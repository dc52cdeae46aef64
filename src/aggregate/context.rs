//! Shared run context for aggregation operations.
//!
//! Groups the resources every run needs, reducing function argument counts
//! and making the orchestration easier to test.

use std::sync::Arc;
use std::time::Duration;

use sqlx::SqlitePool;

use crate::alert::AlertSink;
use crate::error_handling::DispatchStats;

/// Context containing all shared resources needed for aggregation runs.
///
/// Cheap to clone; concurrent runs for different fingerprints share one
/// context and require no cross-run coordination.
#[derive(Clone)]
pub struct EngineContext {
    /// Database connection pool
    pub pool: Arc<SqlitePool>,
    /// HTTP client for vendor calls
    pub client: Arc<reqwest::Client>,
    /// Best-effort alert sink for system failures
    pub alerts: Arc<AlertSink>,
    /// Vendor-call failure counters
    pub stats: Arc<DispatchStats>,
    /// Fixed per-vendor-call timeout
    pub call_timeout: Duration,
    /// Origin label recorded on execution logs
    pub origin: String,
}

impl EngineContext {
    /// Creates a new `EngineContext` with the given resources.
    pub fn new(
        pool: Arc<SqlitePool>,
        client: Arc<reqwest::Client>,
        alerts: Arc<AlertSink>,
        stats: Arc<DispatchStats>,
        call_timeout: Duration,
        origin: String,
    ) -> Self {
        Self {
            pool,
            client,
            alerts,
            stats,
            call_timeout,
            origin,
        }
    }
}
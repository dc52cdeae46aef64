//! Best-effort failure alerting.
//!
//! [`AlertSink`] posts a JSON payload to a configured webhook URL when the
//! aggregator hits a system failure. Delivery is strictly best-effort: every
//! failure to alert is swallowed and logged at WARN, never escalated to the
//! caller.

use std::sync::Arc;
use std::time::Duration;

use log::{debug, warn};

/// Severity attached to an alert payload.
#[derive(Debug, Clone, Copy, PartialEq, Eq)]
pub enum AlertSeverity {
    /// Informational notice.
    Info,
    /// Degraded but operating.
    Warning,
    /// A run failed outright.
    Critical,
}

impl AlertSeverity {
    /// String form sent in the webhook payload.
    pub fn as_str(&self) -> &'static str {
        match self {
            AlertSeverity::Info => "info",
            AlertSeverity::Warning => "warning",
            AlertSeverity::Critical => "critical",
        }
    }
}

/// HTTP request timeout for a single alert delivery attempt.
const ALERT_TIMEOUT: Duration = Duration::from_secs(5);

/// Webhook alert sink. With no webhook URL configured, `notify` is a no-op.
pub struct AlertSink {
    webhook_url: Option<String>,
    client: Arc<reqwest::Client>,
}

impl AlertSink {
    /// Creates a sink posting to `webhook_url` via the shared client, or a
    /// disabled sink when no URL is configured.
    pub fn new(webhook_url: Option<String>, client: Arc<reqwest::Client>) -> Self {
        Self {
            webhook_url,
            client,
        }
    }

    /// Delivers one alert, best-effort.
    ///
    /// Never returns an error: delivery problems (no route, non-2xx,
    /// timeout) are logged and swallowed so alerting can never worsen the
    /// failure being reported.
    pub async fn notify(
        &self,
        title: &str,
        message: &str,
        fields: &[(&str, String)],
        severity: AlertSeverity,
    ) {
        let Some(url) = self.webhook_url.as_deref() else {
            debug!("Alert webhook not configured; dropping alert: {title}");
            return;
        };

        let fields_object: serde_json::Map<String, serde_json::Value> = fields
            .iter()
            .map(|(name, value)| ((*name).to_string(), serde_json::Value::String(value.clone())))
            .collect();
        let payload = serde_json::json!({
            "title": title,
            "message": message,
            "severity": severity.as_str(),
            "fields": fields_object,
            "timestamp_ms": chrono::Utc::now().timestamp_millis(),
        });

        let result = self
            .client
            .post(url)
            .timeout(ALERT_TIMEOUT)
            .json(&payload)
            .send()
            .await;

        match result {
            Ok(response) if response.status().is_success() => {
                debug!("Alert delivered: {title}");
            }
            Ok(response) => {
                warn!(
                    "Alert webhook returned HTTP {} for alert: {title}",
                    response.status().as_u16()
                );
            }
            Err(e) => {
                warn!("Failed to deliver alert '{title}': {e}");
            }
        }
    }
}
// storage/mod.rs
// Database operations module

pub mod config_store;
pub mod insert;
pub mod migrations;
pub mod models;
pub mod pool;
pub mod test_helpers;
pub mod visitor;

// Re-export commonly used items
pub use config_store::load_active_integrations;
pub use insert::call::record_call;
pub use insert::execution::{
    create_execution_log, finalize_execution_log, query_execution_history,
};
pub use migrations::run_migrations;
pub use models::{ExecutionStats, ExecutionSummary, NewCallLog, NewExecutionLog};
pub use pool::init_db_pool;
pub use visitor::get_visitor_profile;
//! Vendor-call error categorization.

use super::types::VendorErrorType;

/// Categorizes a `reqwest::Error` into a [`VendorErrorType`].
///
/// Used by the call executor to classify transport-level failures for the
/// call log and dispatch statistics.
pub fn categorize_reqwest_error(error: &reqwest::Error) -> VendorErrorType {
    // A status carried on the error takes precedence over the error kind
    if let Some(status) = error.status() {
        return categorize_status(status.as_u16());
    }

    if error.is_timeout() {
        VendorErrorType::CallTimeout
    } else if error.is_connect() {
        VendorErrorType::ConnectError
    } else if error.is_builder() || error.is_request() {
        VendorErrorType::RequestBuildError
    } else if error.is_body() || error.is_decode() {
        VendorErrorType::BodyReadError
    } else {
        VendorErrorType::TransportError
    }
}

/// Categorizes a non-2xx HTTP status code into a [`VendorErrorType`].
pub fn categorize_status(status: u16) -> VendorErrorType {
    match status {
        400..=499 => VendorErrorType::ClientStatusError,
        500..=599 => VendorErrorType::ServerStatusError,
        _ => VendorErrorType::OtherStatusError,
    }
}
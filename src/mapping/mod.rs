//! Request mapping: value resolution and template rendering.
//!
//! Both halves are pure functions over input data. The resolver turns a
//! token name into a string via the visitor profile and the integration's
//! mapping config; the template engine substitutes `{token}` placeholders
//! into body and header templates. Neither performs I/O and neither raises
//! for missing data.

mod render;
mod resolve;

pub use render::render_template;
pub use resolve::{resolve_request_tokens, resolve_token_value};
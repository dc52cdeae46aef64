//! Template rendering with `{token}` substitution.

use std::collections::BTreeMap;

/// Renders a template by replacing every `{token}` occurrence with its
/// resolved value.
///
/// Tokens present in the template but absent from `values` are left
/// unreplaced and pass through literally: an explicit tolerance policy so
/// that a vendor template referencing an unconfigured token degrades to
/// sending the placeholder rather than failing the integration. An empty
/// template yields an empty string.
pub fn render_template(template: &str, values: &BTreeMap<String, String>) -> String {
    if template.is_empty() {
        return String::new();
    }

    let mut rendered = template.to_string();
    for (token, value) in values {
        let placeholder = format!("{{{token}}}");
        if rendered.contains(&placeholder) {
            rendered = rendered.replace(&placeholder, value);
        }
    }
    rendered
}

#[cfg(test)]
mod tests {
    use super::*;

    fn values(pairs: &[(&str, &str)]) -> BTreeMap<String, String> {
        pairs
            .iter()
            .map(|(k, v)| (k.to_string(), v.to_string()))
            .collect()
    }

    #[test]
    fn test_substitutes_every_occurrence() {
        let rendered = render_template(
            "{fp}/{fp}?email={email}",
            &values(&[("fp", "abc123"), ("email", "v@example.com")]),
        );
        assert_eq!(rendered, "abc123/abc123?email=v@example.com");
    }

    #[test]
    fn test_empty_template_yields_empty_output() {
        assert_eq!(render_template("", &values(&[("fp", "abc")])), "");
    }

    #[test]
    fn test_render_with_no_tokens_is_identity() {
        // render(T, ∅) = T for any template.
        let template = r#"{"amount":"{payout}","static":true}"#;
        assert_eq!(render_template(template, &BTreeMap::new()), template);
    }

    #[test]
    fn test_unknown_tokens_pass_through_literally() {
        let rendered = render_template(
            "{known} and {unknown}",
            &values(&[("known", "yes")]),
        );
        assert_eq!(rendered, "yes and {unknown}");
    }

    #[test]
    fn test_json_body_template_with_default() {
        // Concrete scenario: profile has no payout field, default "0".
        let rendered = render_template(
            r#"{"amount":"{payout}"}"#,
            &values(&[("payout", "0")]),
        );
        assert_eq!(rendered, r#"{"amount":"0"}"#);
    }

    #[test]
    fn test_empty_value_substitutes_empty_string() {
        let rendered = render_template("x={gone}!", &values(&[("gone", "")]));
        assert_eq!(rendered, "x=!");
    }
}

» **Instructions to follow**:
Bring together all lines from the listing that contain the word "Some".

» **Output below**:
        let Some(url) = self.webhook_url.as_deref() else {
    if let Some(status) = error.status() {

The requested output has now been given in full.